Droit de la construction

Baisse record des retards de paiement en France

Mots clés : Réglementation

Le dépassement moyen des délais de paiement est enfin passé sous la barre des 11 jours au premier semestre 2017, selon une étude du cabinet Altares. Qui classe le bâtiment en tête des secteurs les plus respectueux des délais de paiement…

Rares sont, traditionnellement, les motifs de réjouissance lorsqu’il est question de délais de paiement. Mais l’étude sur les comportements de paiement des entreprises en France et en Europe au cours des 1er et 2e semestre 2017 réalisée par le cabinet Altares révèle des résultats enfin encourageants. Pour Thierry Millon, directeur des études, « le défi de ramener les retards de paiement sous le seuil des 11 jours, inenvisageable durant le long tunnel de crise, inespéré il y a seulement deux ans lorsqu’ils approchaient 14 jours », pourrait être « enfin gagné »…

Les données, tous secteurs confondus, traduisent en effet une nette progression. En une vingtaine d’années, en moyenne, le délai contractuel de paiement est passé de plus de 70 jours à 50 jours, tandis que le retard est tombé de près de 20 jours à 10,93 jours. En 2015, ce retard moyen s’élevait encore à 13,6 jours.

La France se hisse ainsi – cocorico – à la troisième place du classement européen en matière de comportements de paiement, derrière les Pays-Bas (5,9 jours de retard moyen) et l’Allemagne (6,8 jours). Elle est talonnée par l’Espagne (11,9 jours). La moyenne européenne s’établit à 13,2 jours.

 

Le BTP, bon élève


Comment se positionne la construction dans tout cela ? Pas mal du tout ! D’après Altares, « le palmarès des secteurs les plus respectueux des délais de paiement est toujours dominé par le bâtiment dont près de 60% des acteurs, beaucoup d’artisans, règlent leurs factures sans retard ». L’étude ne permet pas, hélas, de savoir à l’inverse dans quels délais et avec quels retards le secteur du BTP est lui-même réglé de ses factures… L’effet ciseau dont se plaignent ses acteurs est bien connu.

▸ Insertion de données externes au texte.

/// Text drawn on a chapter's page: heading, blank line, body, cut to
/// [`MAX_PAGE_CHARS`] characters.
pub fn page_text(chapter: &Chapter, include_number: bool) -> String {
    let full = format!("{}\n\n{}", chapter.heading(include_number), chapter.content);
    full.chars().take(MAX_PAGE_CHARS).collect()
}

fn page_content(chapter: &Chapter, page_number: usize, settings: &ExportSettings) -> String {
    let (width, height) = settings.page_size.dimensions();
    let margins = settings.margins.points();
    let font_size = if settings.font_size > 0.0 {
        settings.font_size
    } else {
        12.0
    };
    let leading = font_size * settings.line_spacing.max(1.0);

    let text_width = (width - margins.left - margins.right).max(font_size);
    let columns = ((text_width / (font_size * AVERAGE_GLYPH_WIDTH)).floor() as usize).max(1);

    let text = page_text(chapter, settings.include_chapter_numbers);
    let lines = wrap_lines(&text, columns);

    let mut out = String::new();
    let _ = writeln!(out, "BT");
    let _ = writeln!(out, "/{FONT_RESOURCE} {} Tf", num(font_size));
    let _ = writeln!(out, "{} TL", num(leading));
    let _ = writeln!(
        out,
        "{} {} Td",
        num(margins.left),
        num(height - margins.top - font_size)
    );
    for (index, line) in lines.iter().enumerate() {
        if index > 0 {
            let _ = writeln!(out, "T*");
        }
        if !line.is_empty() {
            let _ = writeln!(out, "({}) Tj", escape_literal(line));
        }
    }
    let _ = writeln!(out, "ET");

    let small = (font_size * 0.75).max(6.0);
    if settings.header_footer {
        let label = chapter.heading(settings.include_chapter_numbers);
        let _ = writeln!(
            out,
            "BT /{FONT_RESOURCE} {} Tf {} {} Td ({}) Tj ET",
            num(small),
            num(margins.left),
            num(height - margins.top / 2.0),
            escape_literal(&label.chars().take(columns).collect::<String>())
        );
    }
    if settings.include_page_numbers {
        let label = page_number.to_string();
        let label_width = label.len() as f32 * small * AVERAGE_GLYPH_WIDTH;
        let _ = writeln!(
            out,
            "BT /{FONT_RESOURCE} {} Tf {} {} Td ({label}) Tj ET",
            num(small),
            num((width - label_width) / 2.0),
            num(margins.bottom / 2.0)
        );
    }
    out
}

/// Greedy word wrap; words longer than a line are split.
fn wrap_lines(text: &str, columns: usize) -> Vec<String> {
    let mut lines = Vec::new();
    for source in text.lines() {
        let mut current = String::new();
        let mut current_len = 0;
        for word in source.split_whitespace() {
            let mut word: Vec<char> = word.chars().collect();
            while word.len() > columns {
                if current_len > 0 {
                    lines.push(std::mem::take(&mut current));
                    current_len = 0;
                }
                let rest = word.split_off(columns);
                lines.push(word.into_iter().collect());
                word = rest;
            }
            if word.is_empty() {
                continue;
            }
            let needed = if current_len == 0 {
                word.len()
            } else {
                current_len + 1 + word.len()
            };
            if needed > columns {
                lines.push(std::mem::take(&mut current));
                current_len = 0;
            }
            if current_len > 0 {
                current.push(' ');
                current_len += 1;
            }
            current.extend(word.iter());
            current_len += word.len();
        }
        lines.push(current);
    }
    lines
}

/// Escapes the three characters that are special inside a `( … )` string.
pub fn escape_literal(text: &str) -> String {
    let mut escaped = String::with_capacity(text.len());
    for ch in text.chars() {
        if matches!(ch, '(' | ')' | '\\') {
            escaped.push('\\');
        }
        escaped.push(ch);
    }
    escaped
}

/// PDF name for the configured font with whitespace runs joined by `-`.
/// Delimiters are escaped as `#xx` when the name is serialized.
pub fn base_font_name(font: &str) -> String {
    let joined = font.split_whitespace().collect::<Vec<_>>().join("-");
    if joined.is_empty() {
        FALLBACK_BASE_FONT.to_string()
    } else {
        joined
    }
}

/// Formats a coordinate with at most two decimals and no trailing zeros.
fn num(value: f32) -> String {
    let formatted = format!("{value:.2}");
    let trimmed = formatted.trim_end_matches('0').trim_end_matches('.');
    if trimmed.is_empty() || trimmed == "-0" {
        "0".to_string()
    } else {
        trimmed.to_string()
    }
}

#[cfg(test)]
mod tests {
    use super::*;
    use crate::export::{Margins, PageSize};

    fn chapters(count: usize) -> Vec<Chapter> {
        (1..=count)
            .map(|n| Chapter::new(n as u32, format!("Part {n}"), format!("Body of part {n}.")))
            .collect()
    }

    fn render(chapters: &[Chapter], settings: &ExportSettings) -> Vec<u8> {
        render_pdf(chapters, settings).unwrap()
    }

    fn text(bytes: &[u8]) -> String {
        String::from_utf8_lossy(bytes).into_owned()
    }

    fn dict(doc: &Document, id: u32) -> &lopdf::Dictionary {
        doc.get_object((id, 0)).unwrap().as_dict().unwrap()
    }

    #[test]
    fn single_chapter_scenario() {
        let chapter = Chapter::new(1, "Intro", "Hello world");
        let bytes = render(&[chapter], &ExportSettings::default());
        let pdf = text(&bytes);

        assert!(pdf.starts_with("%PDF-1.4"));
        assert!(pdf.contains("(Chapter 1: Intro"));
        assert!(pdf.contains("(Hello world) Tj"));
        assert!(pdf.trim_end().ends_with("%%EOF"));

        let doc = Document::load_mem(&bytes).unwrap();
        let pages = doc.get_pages();
        assert_eq!(pages.len(), 1);
        assert_eq!(pages.get(&1), Some(&(4, 0)));
        let kids: Vec<ObjectId> = dict(&doc, PAGES_ID)
            .get(b"Kids")
            .unwrap()
            .as_array()
            .unwrap()
            .iter()
            .map(|kid| kid.as_reference().unwrap())
            .collect();
        assert_eq!(kids, vec![(4, 0)]);
    }

    #[test]
    fn page_tree_and_trailer_track_chapter_count() {
        for count in [0u32, 1, 2, 3, 7] {
            let bytes = render(&chapters(count as usize), &ExportSettings::default());
            let doc = Document::load_mem(&bytes).unwrap();

            assert_eq!(doc.get_pages().len(), count as usize);
            let pages = dict(&doc, PAGES_ID);
            assert_eq!(pages.get(b"Count").unwrap().as_i64().unwrap(), i64::from(count));
            assert_eq!(doc.objects.len() as u32, 2 * count + 3);

            let size = doc.trailer.get(b"Size").unwrap().as_i64().unwrap();
            assert_eq!(size, i64::from(2 * count + 4));
            let root = doc.trailer.get(b"Root").unwrap().as_reference().unwrap();
            assert_eq!(root, (CATALOG_ID, 0));
        }
    }

    #[test]
    fn pages_reference_their_content_stream_and_font() {
        let bytes = render(&chapters(3), &ExportSettings::default());
        let doc = Document::load_mem(&bytes).unwrap();

        for index in 0..3u32 {
            let page = dict(&doc, FIRST_PAGE_ID + index);
            assert_eq!(page.get(b"Type").unwrap().as_name().unwrap(), b"Page");
            assert_eq!(page.get(b"Parent").unwrap().as_reference().unwrap(), (PAGES_ID, 0));
            let contents = page.get(b"Contents").unwrap().as_reference().unwrap();
            assert_eq!(contents, (FIRST_PAGE_ID + 3 + index, 0));

            let body = doc.get_page_content((FIRST_PAGE_ID + index, 0)).unwrap();
            assert!(text(&body).contains(&format!("(Body of part {}.) Tj", index + 1)));
        }
    }

    #[test]
    fn stream_lengths_match_payload() {
        let bytes = render(&chapters(2), &ExportSettings::default());
        let doc = Document::load_mem(&bytes).unwrap();
        for id in [6u32, 7] {
            let stream = doc.get_object((id, 0)).unwrap().as_stream().unwrap();
            let length = stream.dict.get(b"Length").unwrap().as_i64().unwrap();
            assert_eq!(length as usize, stream.content.len());
            assert!(text(&stream.content).starts_with("BT\n"));
        }
    }

    #[test]
    fn special_characters_are_escaped_once() {
        let chapter = Chapter::new(2, "Odd (title)", r"f(x) = a\b");
        let pdf = text(&render(&[chapter], &ExportSettings::default()));
        assert!(pdf.contains(r"(Chapter 2: Odd \(title\)) Tj"));
        assert!(pdf.contains(r"(f\(x\) = a\\b) Tj"));
        assert!(!pdf.contains(r"\\\("));
    }

    #[test]
    fn escape_literal_handles_each_special_character() {
        assert_eq!(escape_literal(r"()\"), r"\(\)\\");
        assert_eq!(escape_literal("plain"), "plain");
    }

    #[test]
    fn long_chapters_are_truncated_before_escaping() {
        let body = "(".repeat(2 * MAX_PAGE_CHARS);
        let chapter = Chapter::new(1, "Long", body);
        let page = page_text(&chapter, true);
        assert_eq!(page.chars().count(), MAX_PAGE_CHARS);

        let settings = ExportSettings {
            page_size: PageSize::A4,
            margins: Margins::Narrow,
            font_size: 6.0,
            line_spacing: 1.0,
            include_page_numbers: false,
            header_footer: false,
            ..ExportSettings::default()
        };
        let pdf = text(&render(&[chapter], &settings));
        let parens = pdf.matches(r"\(").count();
        assert_eq!(parens, MAX_PAGE_CHARS - "Chapter 1: Long\n\n".len());
        assert!(!pdf.contains(r"\\"));
    }

    #[test]
    fn every_line_of_page_text_is_drawn() {
        let body = (1..=40)
            .map(|n| format!("Line ({n})."))
            .collect::<Vec<_>>()
            .join("\n");
        let chapter = Chapter::new(1, "Long", body);
        assert!(page_text(&chapter, true).chars().count() < MAX_PAGE_CHARS);

        let pdf = text(&render(&[chapter], &ExportSettings::default()));
        assert_eq!(pdf.matches(r"\(").count(), 40);
        assert!(pdf.contains(r"(Line \(1\).) Tj"));
        assert!(pdf.contains(r"(Line \(40\).) Tj"));
    }

    #[test]
    fn font_name_and_page_size_follow_settings() {
        let settings = ExportSettings {
            page_size: PageSize::UsLetter,
            primary_font: "  Libre   Baskerville ".into(),
            font_size: 10.0,
            ..ExportSettings::default()
        };
        let bytes = render(&chapters(1), &settings);
        let doc = Document::load_mem(&bytes).unwrap();

        let font = dict(&doc, FONT_ID);
        assert_eq!(font.get(b"BaseFont").unwrap().as_name().unwrap(), b"Libre-Baskerville");
        assert_eq!(font.get(b"Subtype").unwrap().as_name().unwrap(), b"Type1");

        let media_box: Vec<f32> = dict(&doc, FIRST_PAGE_ID)
            .get(b"MediaBox")
            .unwrap()
            .as_array()
            .unwrap()
            .iter()
            .map(|value| value.as_float().unwrap())
            .collect();
        assert_eq!(media_box, vec![0.0, 0.0, 612.0, 792.0]);

        let pdf = text(&bytes);
        assert!(pdf.contains("/F1 10 Tf"));
        assert!(pdf.contains("15 TL"));
    }

    #[test]
    fn base_font_name_joins_words_and_defaults() {
        assert_eq!(base_font_name(""), "Times-Roman");
        assert_eq!(base_font_name("Times New Roman"), "Times-New-Roman");
        assert_eq!(base_font_name("A/B#C"), "A/B#C");
    }

    #[test]
    fn chapter_numbers_can_be_omitted() {
        let settings = ExportSettings {
            include_chapter_numbers: false,
            ..ExportSettings::default()
        };
        let pdf = text(&render(&chapters(1), &settings));
        assert!(pdf.contains("(Part 1) Tj"));
        assert!(!pdf.contains("Chapter 1:"));
    }

    #[test]
    fn wrap_respects_columns_and_blank_lines() {
        let lines = wrap_lines("alpha beta gamma\n\nabcdefghij", 11);
        assert_eq!(lines, vec!["alpha beta", "gamma", "", "abcdefghij"]);
        let split = wrap_lines("abcdefghijkl", 5);
        assert_eq!(split, vec!["abcde", "fghij", "kl"]);
    }

    #[test]
    fn coordinates_drop_trailing_zeros() {
        assert_eq!(num(612.0), "612");
        assert_eq!(num(419.53), "419.53");
        assert_eq!(num(18.5), "18.5");
        assert_eq!(num(0.0), "0");
    }
}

Dans le détail, 59,8 % des entreprises de construction payent en effet sans retard au 2e trimestre 2017, et 35,6% avec moins de 30 jours de dépassement de délai. Le retard moyen s’établit à 7,6 jours.

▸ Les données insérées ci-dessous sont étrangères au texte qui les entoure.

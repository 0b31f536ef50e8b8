use quill_core::generation::{GenerationError, GenerationErrorKind};
use reqwest::StatusCode;
use thiserror::Error;

#[derive(Debug, Error)]
pub enum AdapterError {
    #[error("http request failed: {0}")]
    Http(reqwest::Error),
    #[error("failed to parse response: {0}")]
    Json(#[from] serde_json::Error),
    #[error("no API key configured")]
    MissingApiKey,
    #[error("invalid adapter configuration: {0}")]
    InvalidConfig(String),
    #[error("unexpected http status {status}: {body}")]
    HttpStatus { status: StatusCode, body: String },
    #[error("response blocked: {reason}")]
    Blocked { reason: String },
    #[error("API returned an empty response")]
    EmptyResponse,
}

impl AdapterError {
    /// Error kind for this failure. Provider wording in an error body wins
    /// over the bare HTTP status.
    pub fn kind(&self) -> GenerationErrorKind {
        match self {
            AdapterError::Http(err) if err.is_timeout() => GenerationErrorKind::Timeout,
            AdapterError::Http(_) => GenerationErrorKind::Network,
            AdapterError::Json(_) | AdapterError::InvalidConfig(_) => GenerationErrorKind::Other,
            AdapterError::MissingApiKey => GenerationErrorKind::MissingKey,
            AdapterError::HttpStatus { status, body } => {
                match GenerationErrorKind::from_provider_message(body) {
                    GenerationErrorKind::Other => status_kind(*status),
                    kind => kind,
                }
            }
            AdapterError::Blocked { .. } => GenerationErrorKind::ContentBlocked,
            AdapterError::EmptyResponse => GenerationErrorKind::EmptyResponse,
        }
    }
}

/// Request URLs are dropped so query credentials never reach a message.
impl From<reqwest::Error> for AdapterError {
    fn from(err: reqwest::Error) -> Self {
        AdapterError::Http(err.without_url())
    }
}

fn status_kind(status: StatusCode) -> GenerationErrorKind {
    match status {
        StatusCode::UNAUTHORIZED => GenerationErrorKind::InvalidKey,
        StatusCode::FORBIDDEN => GenerationErrorKind::PermissionDenied,
        StatusCode::TOO_MANY_REQUESTS => GenerationErrorKind::RateLimited,
        StatusCode::REQUEST_TIMEOUT | StatusCode::GATEWAY_TIMEOUT => GenerationErrorKind::Timeout,
        status if status.is_server_error() => GenerationErrorKind::Network,
        _ => GenerationErrorKind::Other,
    }
}

impl From<AdapterError> for GenerationError {
    fn from(err: AdapterError) -> Self {
        GenerationError::new(err.kind(), err.to_string())
    }
}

Les entreprises du secteur immobilier (promotion et agences) sont, elles, irréprochables dans le respect des délais à 43,1%, et payent avec un retard de moins de 30 jours à 46,3 % ; leur retard moyen de paiement est chiffré à 14,6 jours.

Tous secteurs confondus, le taux des entreprises payant sans retard est de 43,4 % ; et avec moins de 30 jours de retard, à 50,2 %. Le retard moyen de paiement étant, on l’a dit, de 10,93 jours.

 

Encore des efforts pour le secteur public


Côté acteurs publics, la situation s’avère moins flamboyante. « Les comportements de paiement s’améliorent peu ou se dégradent légèrement », résume Altares.
Les données du 2e trimestre 2017 sont ainsi en hausse pour les services déconcentrés de l’Etat (12,9 jours de retard moyen) et les départements (13,2 jours). Les régions progressent légèrement mais le niveau de retard reste élevé (18,8 jours). Stabilité en revanche pour les établissements publics hospitaliers, avec « seulement » 12,5 jours de retard – mais ils bénéficient de délais de paiement maximaux supérieurs à ceux des autres personnes publiques. Les championnes demeurent les communes, qui n’affichent que 7,1 jours de retard en moyenne (une donnée stable).

 

Une addition d’actions qui commence à payer


Selon Thierry Millon, les raisons de l’amélioration globale sur le front des délais de paiement (sans parler de la reprise de l’activité économique) sont multiples. « Réglementation, prévention, mais aussi sanctions ont été essentielles pour accélérer l’encaissement des factures. Mais plus encore, c’est la prise de conscience du danger que fait peser le non-respect des délais de règlement sur le développement des entreprises qui sera la clé du changement durable des comportements de paiement ».

Ces dernières années, le cadre juridique n’a cessé en effet de se durcir, avec des délais légaux ou réglementaires maximaux réduits, des sanctions alourdies, ou encore la politique du name and shame qui consiste à dénoncer publiquement les mauvais payeurs. Des actions plus douces ont aussi été mises en œuvre, avec par exemple la réactivation de l’Observatoire des délais de paiement et la mise en place d’un Médiateur des entreprises, dont le premier motif de saisine demeure… les retards de paiement.